His parents were immigrants from Antigua. Ernest Bryan was a printer, Olive Carty Bryan a seamstress.

They “had to use their wits” raising nine children during the Great Depression, Mr. Bryan told the Globe in 1990, and did so “making an atmosphere that was joyous.”

Free classes sponsored by the Works Progress Administration introduced the children to the arts. “It opened up ways of seeing, thinking, and feeling,” he said.

Teachers from elementary through high school also encouraged their creativity. “As a child I was blithely unaware of any sort of segregation,” he later wrote. “My schools in the Bronx weren’t segregated.”

And besides, “I was always absorbed in my drawing and painting,” he recalled in the 1990 Globe interview.

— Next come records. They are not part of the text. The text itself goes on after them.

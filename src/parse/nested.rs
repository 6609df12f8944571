//! Two-level topic hierarchy parser for the nested "about" field.
//!
//! Input format, one entry per line:
//!
//! ```text
//! ParentName | url1, url2
//! - ChildName | url1, url2
//! ```
//!
//! A bullet prefix (`-`, `•`, `—`, `–`) marks a child of the most recent
//! unprefixed parent. A child appearing before any parent is dropped.

use serde::Serialize;

use super::lines::clean_lines;

const BULLETS: [char; 4] = ['-', '•', '—', '–'];

#[derive(Debug, Clone, PartialEq, Eq, Serialize)]
pub struct Topic {
    pub name: String,
    #[serde(rename = "sameAs")]
    pub same_as: Vec<String>,
    /// Absent from serialized output when empty, so leaf topics keep a
    /// distinct shape from parents-with-children.
    #[serde(rename = "hasPart", skip_serializing_if = "Vec::is_empty")]
    pub has_part: Vec<Topic>,
}

pub fn parse_topics(text: &str) -> Vec<Topic> {
    let mut topics: Vec<Topic> = Vec::new();

    for line in clean_lines(text) {
        let is_child = line.starts_with(BULLETS);
        let body = if is_child {
            line.trim_start_matches(BULLETS).trim_start()
        } else {
            line.as_str()
        };

        let (name, same_as) = split_name_urls(body);
        if name.is_empty() {
            continue;
        }

        let node = Topic {
            name,
            same_as,
            has_part: Vec::new(),
        };

        if is_child {
            // Orphaned child line (no parent seen yet): drop it.
            if let Some(parent) = topics.last_mut() {
                parent.has_part.push(node);
            }
        } else {
            topics.push(node);
        }
    }

    topics
}

/// `Name | url1, url2` with the URL list optional.
fn split_name_urls(body: &str) -> (String, Vec<String>) {
    match body.split_once('|') {
        Some((name, urls)) => {
            let urls = urls
                .split(',')
                .map(str::trim)
                .filter(|u| !u.is_empty())
                .map(str::to_string)
                .collect();
            (name.trim().to_string(), urls)
        }
        None => (body.trim().to_string(), Vec::new()),
    }
}

#[cfg(test)]
mod tests {
    use super::*;

    #[test]
    fn parent_with_children() {
        let topics = parse_topics(
            "Furniture | https://wiki/Furniture\n\
             - Bed | https://wiki/Bed\n\
             - Sofa",
        );
        assert_eq!(topics.len(), 1);
        let parent = &topics[0];
        assert_eq!(parent.name, "Furniture");
        assert_eq!(parent.same_as, vec!["https://wiki/Furniture"]);
        assert_eq!(parent.has_part.len(), 2);
        assert_eq!(parent.has_part[0].name, "Bed");
        assert_eq!(parent.has_part[0].same_as, vec!["https://wiki/Bed"]);
        assert_eq!(parent.has_part[1].name, "Sofa");
        assert!(parent.has_part[1].same_as.is_empty());
    }

    #[test]
    fn orphaned_child_dropped() {
        let topics = parse_topics("- Orphan | https://a.com\nParent");
        assert_eq!(topics.len(), 1);
        assert_eq!(topics[0].name, "Parent");
        assert!(topics[0].has_part.is_empty());
    }

    #[test]
    fn leaf_serializes_without_has_part_key() {
        let topics = parse_topics("Lighting | https://wiki/Light");
        let v = serde_json::to_value(&topics[0]).unwrap();
        assert!(v.get("hasPart").is_none());
        assert_eq!(v["name"], "Lighting");
    }

    #[test]
    fn url_list_split_and_trimmed() {
        let topics = parse_topics("Rugs | https://a.com , , https://b.com");
        assert_eq!(topics[0].same_as, vec!["https://a.com", "https://b.com"]);
    }

    #[test]
    fn multiple_parents() {
        let topics = parse_topics("A\n- a1\nB\n- b1\n- b2");
        assert_eq!(topics.len(), 2);
        assert_eq!(topics[0].has_part.len(), 1);
        assert_eq!(topics[1].has_part.len(), 2);
    }

    #[test]
    fn bullet_variants() {
        for marker in ["-", "•", "—", "–"] {
            let topics = parse_topics(&format!("P\n{} Child", marker));
            assert_eq!(topics[0].has_part.len(), 1, "marker {:?}", marker);
            assert_eq!(topics[0].has_part[0].name, "Child");
        }
    }
}
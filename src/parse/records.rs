//! Pipe-delimited record parsing for the multi-line form fields.
//!
//! Lines that don't match the expected arity are silently skipped. That
//! leniency is deliberate: a half-typed row in a textarea should never
//! abort generation of the rest of the page.

use super::lines::clean_lines;

/// `name | description | url` row (offers, catalog services).
#[derive(Debug, Clone, PartialEq, Eq)]
pub struct Triple {
    pub name: String,
    pub description: String,
    pub url: String,
}

/// `dayOfWeek | opens | closes` row.
#[derive(Debug, Clone, PartialEq, Eq)]
pub struct HoursRow {
    pub day: String,
    pub opens: String,
    pub closes: String,
}

/// `name | url | image [| price [| currency [| availability]]]` row.
#[derive(Debug, Clone, PartialEq, Eq)]
pub struct ProductRow {
    pub name: String,
    pub url: String,
    pub image: String,
    pub price: Option<String>,
    pub currency: Option<String>,
    pub availability: Option<String>,
}

/// Two-part records (FAQ question/answer, breadcrumb name/url).
/// Split on the FIRST pipe only so the value side may contain pipes.
/// Lines without a pipe are dropped.
pub fn parse_pairs(text: &str) -> Vec<(String, String)> {
    clean_lines(text)
        .iter()
        .filter_map(|line| {
            let (left, right) = line.split_once('|')?;
            Some((left.trim().to_string(), right.trim().to_string()))
        })
        .collect()
}

/// Exactly-three-part records. Any other arity is dropped.
pub fn parse_triples(text: &str) -> Vec<Triple> {
    clean_lines(text)
        .iter()
        .filter_map(|line| {
            let parts = split_parts(line);
            match parts.as_slice() {
                [name, description, url] => Some(Triple {
                    name: name.clone(),
                    description: description.clone(),
                    url: url.clone(),
                }),
                _ => None,
            }
        })
        .collect()
}

/// Opening-hours rows, same exact-arity policy as [`parse_triples`].
pub fn parse_hours(text: &str) -> Vec<HoursRow> {
    clean_lines(text)
        .iter()
        .filter_map(|line| {
            let parts = split_parts(line);
            match parts.as_slice() {
                [day, opens, closes] => Some(HoursRow {
                    day: day.clone(),
                    opens: opens.clone(),
                    closes: closes.clone(),
                }),
                _ => None,
            }
        })
        .collect()
}

/// Product rows: at least name/url/image, optional price/currency/availability.
pub fn parse_products(text: &str) -> Vec<ProductRow> {
    clean_lines(text)
        .iter()
        .filter_map(|line| {
            let parts = split_parts(line);
            if parts.len() < 3 {
                return None;
            }
            Some(ProductRow {
                name: parts[0].clone(),
                url: parts[1].clone(),
                image: parts[2].clone(),
                price: parts.get(3).cloned(),
                currency: parts.get(4).cloned(),
                availability: parts.get(5).cloned(),
            })
        })
        .collect()
}

fn split_parts(line: &str) -> Vec<String> {
    line.split('|').map(|p| p.trim().to_string()).collect()
}

#[cfg(test)]
mod tests {
    use super::*;

    #[test]
    fn pairs_split_on_first_pipe_only() {
        let pairs = parse_pairs("What is X? | It is Y | extra");
        assert_eq!(
            pairs,
            vec![("What is X?".to_string(), "It is Y | extra".to_string())]
        );
    }

    #[test]
    fn pairs_drop_lines_without_pipe() {
        let pairs = parse_pairs("no pipe here\nName | https://a.com");
        assert_eq!(pairs.len(), 1);
        assert_eq!(pairs[0].0, "Name");
    }

    #[test]
    fn triples_exact_arity() {
        let rows = parse_triples(
            "Beds | Premium beds | https://a.com/beds\n\
             Too | few\n\
             One | two | three | four",
        );
        assert_eq!(rows.len(), 1);
        assert_eq!(rows[0].name, "Beds");
        assert_eq!(rows[0].description, "Premium beds");
        assert_eq!(rows[0].url, "https://a.com/beds");
    }

    #[test]
    fn hours_rows() {
        let rows = parse_hours("Monday | 09:00 | 17:00\nbroken line");
        assert_eq!(rows.len(), 1);
        assert_eq!(rows[0].day, "Monday");
        assert_eq!(rows[0].closes, "17:00");
    }

    #[test]
    fn products_variable_arity() {
        let rows = parse_products(
            "Bed | https://a.com/bed | https://a.com/bed.jpg | 499 | EUR | https://schema.org/InStock\n\
             Sofa | https://a.com/sofa | https://a.com/sofa.jpg\n\
             Lamp | https://a.com/lamp",
        );
        assert_eq!(rows.len(), 2);
        assert_eq!(rows[0].price.as_deref(), Some("499"));
        assert_eq!(rows[0].currency.as_deref(), Some("EUR"));
        assert_eq!(rows[1].price, None);
    }

    #[test]
    fn short_line_never_produces_record() {
        assert!(parse_triples("a | b").is_empty());
        assert!(parse_products("a | b").is_empty());
    }
}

While sketching on paper scraps his father brought home, Mr. Bryan “loved to sit with people and listen. I would ask the elderly what it was like before the first cars, before the first airplanes. … And I listened to the way they spoke, their way of using language.”

Suchness foreshadowed travels as an attentive adult to Kenya, Uganda, and the Ivory Coast, where he visited Indigenous people and absorbed stories that became part of his art.

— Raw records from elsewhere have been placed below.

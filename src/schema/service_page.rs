//! Service page builder: a `@graph` document where WebPage, Service and the
//! optional breadcrumb/FAQ blocks cross-reference each other through
//! fragment identifiers derived from the page URL.

use serde_json::{json, Value};

use crate::error::{require, SchemaError};
use crate::input::ServicePageInput;
use crate::parse::records::parse_pairs;

use super::common;

pub fn build(input: &ServicePageInput) -> Result<Value, SchemaError> {
    require("url", &input.url)?;
    require("service_name", &input.service_name)?;

    let page_id = common::frag(&input.url, "webpage");
    let service_id = common::frag(&input.url, "service");

    let provider_type = match input.provider_type.trim() {
        "" => "LocalBusiness",
        t => t,
    };

    let mut graph = vec![
        json!({
            "@type": "WebPage",
            "@id": page_id,
            "url": input.url,
            "name": input.service_name,
            "description": input.service_description,
            "isPartOf": {
                "@type": "WebSite",
                "name": input.site_name,
                "url": input.site_url,
            },
            "about": {"@id": service_id},
        }),
        json!({
            "@type": "Service",
            "@id": service_id,
            "name": input.service_name,
            "description": input.service_description,
            "url": input.url,
            "provider": {
                "@type": provider_type,
                "name": input.provider_name,
                "url": input.provider_url,
            },
            "areaServed": area_served(&input.area_served),
        }),
    ];

    if input.breadcrumb_enabled {
        graph.push(common::breadcrumb_list(
            Some(common::frag(&input.url, "breadcrumb")),
            &parse_pairs(&input.breadcrumbs),
        ));
    }

    if input.faq_enabled {
        graph.push(common::faq_page(
            Some(common::frag(&input.url, "faq")),
            &parse_pairs(&input.faqs),
        ));
    }

    Ok(json!({
        "@context": common::SCHEMA_CONTEXT,
        "@graph": graph,
    }))
}

fn area_served(name: &str) -> Value {
    if name.trim().is_empty() {
        return Value::Null;
    }
    json!({"@type": "Place", "name": name})
}

#[cfg(test)]
mod tests {
    use super::*;

    fn minimal() -> ServicePageInput {
        ServicePageInput {
            service_name: "Gutter Cleaning".to_string(),
            url: "https://acme.example/gutters/".to_string(),
            ..Default::default()
        }
    }

    #[test]
    fn requires_url_and_service_name() {
        let mut input = minimal();
        input.url = String::new();
        assert_eq!(build(&input), Err(SchemaError::MissingRequiredField("url")));

        let mut input = minimal();
        input.service_name = String::new();
        assert_eq!(
            build(&input),
            Err(SchemaError::MissingRequiredField("service_name"))
        );
    }

    #[test]
    fn webpage_references_service_by_id() {
        let doc = build(&minimal()).unwrap();
        let graph = doc["@graph"].as_array().unwrap();
        assert_eq!(graph.len(), 2);

        let page = &graph[0];
        let service = &graph[1];
        assert_eq!(page["@id"], "https://acme.example/gutters/#webpage");
        assert_eq!(service["@id"], "https://acme.example/gutters/#service");
        // The cross-reference must point at an entity in the same graph.
        assert_eq!(page["about"]["@id"], service["@id"]);
    }

    #[test]
    fn provider_defaults_to_local_business() {
        let doc = build(&minimal()).unwrap();
        assert_eq!(doc["@graph"][1]["provider"]["@type"], "LocalBusiness");
    }

    #[test]
    fn breadcrumb_and_faq_blocks() {
        let mut input = minimal();
        input.breadcrumb_enabled = true;
        input.breadcrumbs = "Home | https://acme.example\nGutters | https://acme.example/gutters"
            .to_string();
        input.faq_enabled = true;
        input.faqs = "How often? | Twice a year | at least".to_string();

        let doc = build(&input).unwrap();
        let graph = doc["@graph"].as_array().unwrap();
        assert_eq!(graph.len(), 4);

        let breadcrumb = &graph[2];
        assert_eq!(breadcrumb["@id"], "https://acme.example/gutters/#breadcrumb");
        assert_eq!(breadcrumb["itemListElement"][1]["position"], 2);

        let faq = &graph[3];
        assert_eq!(faq["@id"], "https://acme.example/gutters/#faq");
        // First-pipe split: the answer keeps its embedded pipe.
        assert_eq!(
            faq["mainEntity"][0]["acceptedAnswer"]["text"],
            "Twice a year | at least"
        );
    }

    #[test]
    fn area_served_as_place() {
        let mut input = minimal();
        input.area_served = "Springfield".to_string();
        let doc = build(&input).unwrap();
        assert_eq!(doc["@graph"][1]["areaServed"]["@type"], "Place");
        assert_eq!(doc["@graph"][1]["areaServed"]["name"], "Springfield");
    }
}
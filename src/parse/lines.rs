/// Turn a free-text multi-line block into an ordered list of trimmed,
/// non-blank lines. Duplicates are kept; empty input yields an empty vec.
pub fn clean_lines(text: &str) -> Vec<String> {
    text.lines()
        .map(str::trim)
        .filter(|l| !l.is_empty())
        .map(str::to_string)
        .collect()
}

#[cfg(test)]
mod tests {
    use super::*;

    #[test]
    fn trims_and_drops_blanks() {
        let lines = clean_lines("  one \n\n  \ntwo\n");
        assert_eq!(lines, vec!["one", "two"]);
    }

    #[test]
    fn empty_input() {
        assert!(clean_lines("").is_empty());
        assert!(clean_lines("   \n  \n").is_empty());
    }

    #[test]
    fn order_and_duplicates_kept() {
        let lines = clean_lines("b\na\nb");
        assert_eq!(lines, vec!["b", "a", "b"]);
    }
}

In high school, Mr. Bryan applied to art schools that rejected him. “This is the best portfolio we have seen, but it would be a waste to give a scholarship to a colored person,” an interviewer at one school told him.

He was finally accepted by The Cooper Union in Manhattan, which awarded scholarships in a blind test. Professors evaluated artwork without seeing the applicants. Mr. Bryan was the only Black student in his class.

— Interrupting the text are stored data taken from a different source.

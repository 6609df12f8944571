//! Typed input records, one per page type.
//!
//! These are the boundary with the form collaborator: flat, form-shaped
//! records where multi-line textarea content arrives as raw strings and
//! optional blocks are gated by explicit toggles. Fields the original form
//! accepted as "dict or string" are modeled as tagged variants instead
//! ([`MapRef`], [`IdentifierInput`], [`MainEntityOfPage`], [`CatalogShape`]).

use std::fmt;
use std::str::FromStr;

use serde::Deserialize;

/// One generation request, tagged by page type so a single JSON file fully
/// describes it.
#[derive(Debug, Clone, Deserialize)]
#[serde(tag = "page_type", rename_all = "snake_case")]
pub enum PageInput {
    Homepage(HomepageInput),
    LocalBusiness(LocalBusinessInput),
    ServicePage(ServicePageInput),
    CollectionPage(CollectionPageInput),
    ProductPage(ProductPageInput),
}

#[derive(Debug, Clone, Copy, PartialEq, Eq)]
pub enum PageType {
    Homepage,
    LocalBusiness,
    ServicePage,
    CollectionPage,
    ProductPage,
}

impl FromStr for PageType {
    type Err = String;

    fn from_str(s: &str) -> Result<Self, Self::Err> {
        let key: String = s
            .to_lowercase()
            .chars()
            .filter(|c| c.is_ascii_alphanumeric())
            .collect();
        match key.as_str() {
            "homepage" | "home" => Ok(Self::Homepage),
            "localbusiness" => Ok(Self::LocalBusiness),
            "servicepage" | "service" => Ok(Self::ServicePage),
            "collectionpage" | "collection" | "categorypage" | "category" => {
                Ok(Self::CollectionPage)
            }
            "productpage" | "product" => Ok(Self::ProductPage),
            _ => Err(format!(
                "unknown page type '{}' (expected homepage, local-business, \
                 service-page, collection-page or product-page)",
                s
            )),
        }
    }
}

impl fmt::Display for PageType {
    fn fmt(&self, f: &mut fmt::Formatter<'_>) -> fmt::Result {
        let name = match self {
            Self::Homepage => "Homepage",
            Self::LocalBusiness => "Local Business",
            Self::ServicePage => "Service Page",
            Self::CollectionPage => "Collection / Category Page",
            Self::ProductPage => "Product Page",
        };
        f.write_str(name)
    }
}

/// `hasMap`: either a bare map URL or a full Map entity.
#[derive(Debug, Clone, Deserialize)]
#[serde(untagged)]
pub enum MapRef {
    Url(String),
    Map {
        #[serde(default)]
        id: String,
        #[serde(default)]
        url: String,
    },
}

/// `identifier`: a single propertyID/value pair, or a plain list of values.
#[derive(Debug, Clone, Deserialize)]
#[serde(rename_all = "snake_case")]
pub enum IdentifierInput {
    PropertyValue {
        #[serde(default)]
        property_id: String,
        #[serde(default)]
        value: String,
    },
    ValueList(Vec<String>),
}

/// `mainEntityOfPage`: absent, a plain URL string, or a full WebPage block.
#[derive(Debug, Clone, Default, Deserialize)]
#[serde(rename_all = "snake_case")]
pub enum MainEntityOfPage {
    #[default]
    None,
    Url(String),
    Page(MainEntityPage),
}

#[derive(Debug, Clone, Default, Deserialize)]
#[serde(default)]
pub struct MainEntityPage {
    pub name: String,
    pub url: String,
    pub id: String,
    /// One URL per line.
    pub additional_types: String,
    /// Nested topic block, `Parent | urls` with `- Child | urls` lines.
    pub about: String,
    /// One URL per line; each becomes a Thing mention.
    pub mentions: String,
}

/// The two offer-catalog target shapes. Closed set; builders match
/// exhaustively.
#[derive(Debug, Clone, Copy, Default, PartialEq, Eq, Deserialize)]
#[serde(rename_all = "snake_case")]
pub enum CatalogShape {
    /// `itemListElement` is a list of Service entities.
    #[default]
    ServiceList,
    /// `itemListElement` is a list of Offer entities, each wrapping a
    /// Service under `itemOffered`.
    OfferWrapped,
}

#[derive(Debug, Clone, Default, Deserialize)]
#[serde(default)]
pub struct CatalogInput {
    pub name: String,
    pub shape: CatalogShape,
    /// `name | description | url` lines.
    pub services: String,
}

#[derive(Debug, Clone, Default, Deserialize)]
#[serde(default)]
pub struct WebsiteInput {
    pub name: String,
    /// Search URL template containing `{search_term_string}`; empty means no
    /// SearchAction.
    pub search_target: String,
}

#[derive(Debug, Clone, Default, Deserialize)]
#[serde(default)]
pub struct FounderInput {
    pub name: String,
    pub job_title: String,
    pub same_as: Vec<String>,
}

// ── Homepage ──

#[derive(Debug, Clone, Default, Deserialize)]
#[serde(default)]
pub struct HomepageInput {
    pub site_url: String,
    pub name: String,
    /// schema.org @type for the root entity; blank falls back to
    /// Organization. Recognized local-business types unlock the
    /// location-bound blocks.
    pub business_type: String,
    pub org_name: String,
    pub description: String,
    pub logo: String,
    pub image: String,
    pub telephone: String,
    pub email: String,
    pub price_range: String,

    /// One URL per line.
    pub same_as: String,
    /// One name per line.
    pub alternate_names: String,
    pub knows_language: String,
    /// One URL per line.
    pub additional_types: String,
    /// One URL per line.
    pub knows_about: String,

    pub street: String,
    pub city: String,
    pub state: String,
    pub zip: String,
    pub country: String,
    pub lat: String,
    pub lng: String,
    pub has_map: Option<MapRef>,
    /// `dayOfWeek | opens | closes` lines.
    pub opening_hours: String,
    /// Raw schema-ready JSON paste; invalid JSON degrades to absence.
    pub area_served_json: String,

    pub identifier: Option<IdentifierInput>,
    /// `name | description | url` lines.
    pub makes_offer: String,
    pub catalog: Option<CatalogInput>,
    pub founders: Vec<FounderInput>,
    pub website: Option<WebsiteInput>,
    pub main_entity_of_page: MainEntityOfPage,

    pub faq_enabled: bool,
    /// `Question | Answer` lines.
    pub faqs: String,
}

// ── Local business ──

#[derive(Debug, Clone, Default, Deserialize)]
#[serde(default)]
pub struct LocalBusinessInput {
    pub business_type: String,
    pub name: String,
    pub legal_name: String,
    pub description: String,
    pub url: String,
    pub telephone: String,
    pub email: String,
    pub image: String,
    pub logo: String,
    pub price_range: String,

    pub street: String,
    pub city: String,
    pub state: String,
    pub zip: String,
    pub country: String,
    pub lat: String,
    pub lng: String,

    pub rating_enabled: bool,
    pub rating_value: String,
    pub review_count: String,

    pub map_enabled: bool,
    pub map_url: String,

    pub sameas_enabled: bool,
    pub same_as: String,

    pub additional_type_enabled: bool,
    pub additional_types: String,

    pub alternate_name_enabled: bool,
    pub alternate_names: String,

    pub knows_about_enabled: bool,
    pub knows_about: String,

    pub area_served_enabled: bool,
    pub area_name: String,
    pub postal_codes: String,
    pub served_cities: String,

    pub hours_enabled: bool,
    pub opening_hours: String,

    pub identifier_enabled: bool,
    pub identifier_property_id: String,
    pub identifier_value: String,

    pub founder_enabled: bool,
    pub founder_name: String,
    pub founder_job_title: String,
    pub founder_same_as: String,

    pub language_enabled: bool,
    pub knows_language: String,

    pub catalog_enabled: bool,
    pub catalog_name: String,
    pub services: String,
}

// ── Service page ──

#[derive(Debug, Clone, Default, Deserialize)]
#[serde(default)]
pub struct ServicePageInput {
    pub service_name: String,
    pub service_description: String,
    pub url: String,
    pub provider_type: String,
    pub provider_name: String,
    pub provider_url: String,
    pub site_name: String,
    pub site_url: String,
    pub area_served: String,

    pub breadcrumb_enabled: bool,
    /// `Name | URL` lines.
    pub breadcrumbs: String,

    pub faq_enabled: bool,
    pub faqs: String,
}

// ── Collection / category page ──

#[derive(Debug, Clone, Default, Deserialize)]
#[serde(default)]
pub struct CollectionPageInput {
    pub name: String,
    pub url: String,
    pub description: String,
    pub default_currency: String,
    /// `Name | URL | Image | Price | Currency | Availability` lines; the
    /// last three are optional.
    pub products: String,

    pub breadcrumb_enabled: bool,
    pub breadcrumbs: String,

    pub faq_enabled: bool,
    pub faqs: String,
}

// ── Product page ──

#[derive(Debug, Clone, Default, Deserialize)]
#[serde(default)]
pub struct ProductPageInput {
    pub product_name: String,
    pub product_description: String,
    /// One image URL per line.
    pub product_images: String,
    pub sku: String,
    pub brand: String,
    pub url: String,
    pub currency: String,
    pub price: String,
    pub availability: String,

    pub breadcrumb_enabled: bool,
    pub breadcrumbs: String,

    pub main_entity_enabled: bool,
    pub page_name: String,
    pub page_description: String,
    pub site_url: String,
    pub site_name: String,

    pub rating_enabled: bool,
    pub rating_value: String,
    pub review_count: String,
    pub best_rating: String,

    pub seller_enabled: bool,
    pub seller_name: String,
    pub seller_url: String,

    pub shipping_enabled: bool,
    pub shipping_country: String,
    pub handling_min_days: String,
    pub handling_max_days: String,
    pub transit_min_days: String,
    pub transit_max_days: String,

    pub return_policy_enabled: bool,
    pub return_policy_category: String,
    pub return_days: String,
    pub return_method: String,
    pub return_fees: String,

    pub item_condition: String,
    pub price_valid_until: String,

    pub gtin: String,
    pub mpn: String,
}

Then World War II interrupted his studies. Drafted into the Army, he was assigned to be a Stevedore with an all-Black unit and landed on Omaha Beach during the D-Day invasion.

Secreting art supplies in his belongings, sometimes in his gas mask bag, he drew throughout the war, even when officers told him to stop.

“They threatened to put me in the guardhouse,” he told Publishers Weekly in 2019, “and I said ‘Go ahead, put me in the guardhouse! I’ll never stop drawing!’ “

That year he published “Infinite Hope: A Black Artist’s Journey from World War II to Peace,” which drew in part from letters he wrote home to a Cooper Union friend.

“The seagull is a soul,” he wrote in one letter. “It is my lonely soul when I am down by the waterfront.”

After the war, I finished the Cooper Union program and attended Columbia University, graduating in 1950 with a bachelor’s degree in philosophy.

He continued his studies at Aix-Marseille University in France and the University of Freiburg in Germany on a Fulbright grant. Mr. Bryan taught in cities such as New York City and Philadelphia before joining Dartmouth’s faculty in 1974. He retired in 1988 as a professor emeritus.

Over the years, his work included books such as “Sail Away,” in which he illustrated poems by Langston Hughes. He also contributed illustrations to a special edition of Richard Wright’s influential memoir “Black Boy.”

Other artists influenced him as well. While in France in 1950, he attended rehearsals when the renowned cellist Pablo Casals prepared for a concert.

As he sketched the musician’s bow strokes, Mr. Bryan found a new way to move a pen and paintbrush for his own acts of creation. “I found the rhythm of my hand,” he said.

Mr. Bryan leaves his brother, Ernest, along with nieces and nephews who worked closely with his publishers on books such as “Infinite Hope.” Complete details about a memorial service were not immediately available.

“The world has lost a wonderful person,” Mr. Bryan’s nieces and nephews said in a statement to the Bangor Daily News in Maine. “In our lives there have been few people as special. His joy of discovery, invention, learning and community has had a profound impact on us all.”

Known for his prodigious memory for poetry, Mr. Bryan delighted audiences, children, and adults, including Maine Governor Janet Mills, for whom he recited Langston Hughes and Shakespeare during a lunch last year.

“He was a wonderful, happy man with a deep, rich history, a great imagination, and a beautiful, childlike soul,” she said in a statement.

For Mr. Bryan, creativity never ceased.

“I don’t think artists know what retirement means, really,” he said in a 2015 Mackin Community interview. “I always have a sketchbook in hand. It doesn’t matter where I am or what it is, that sketchbook will always be active.”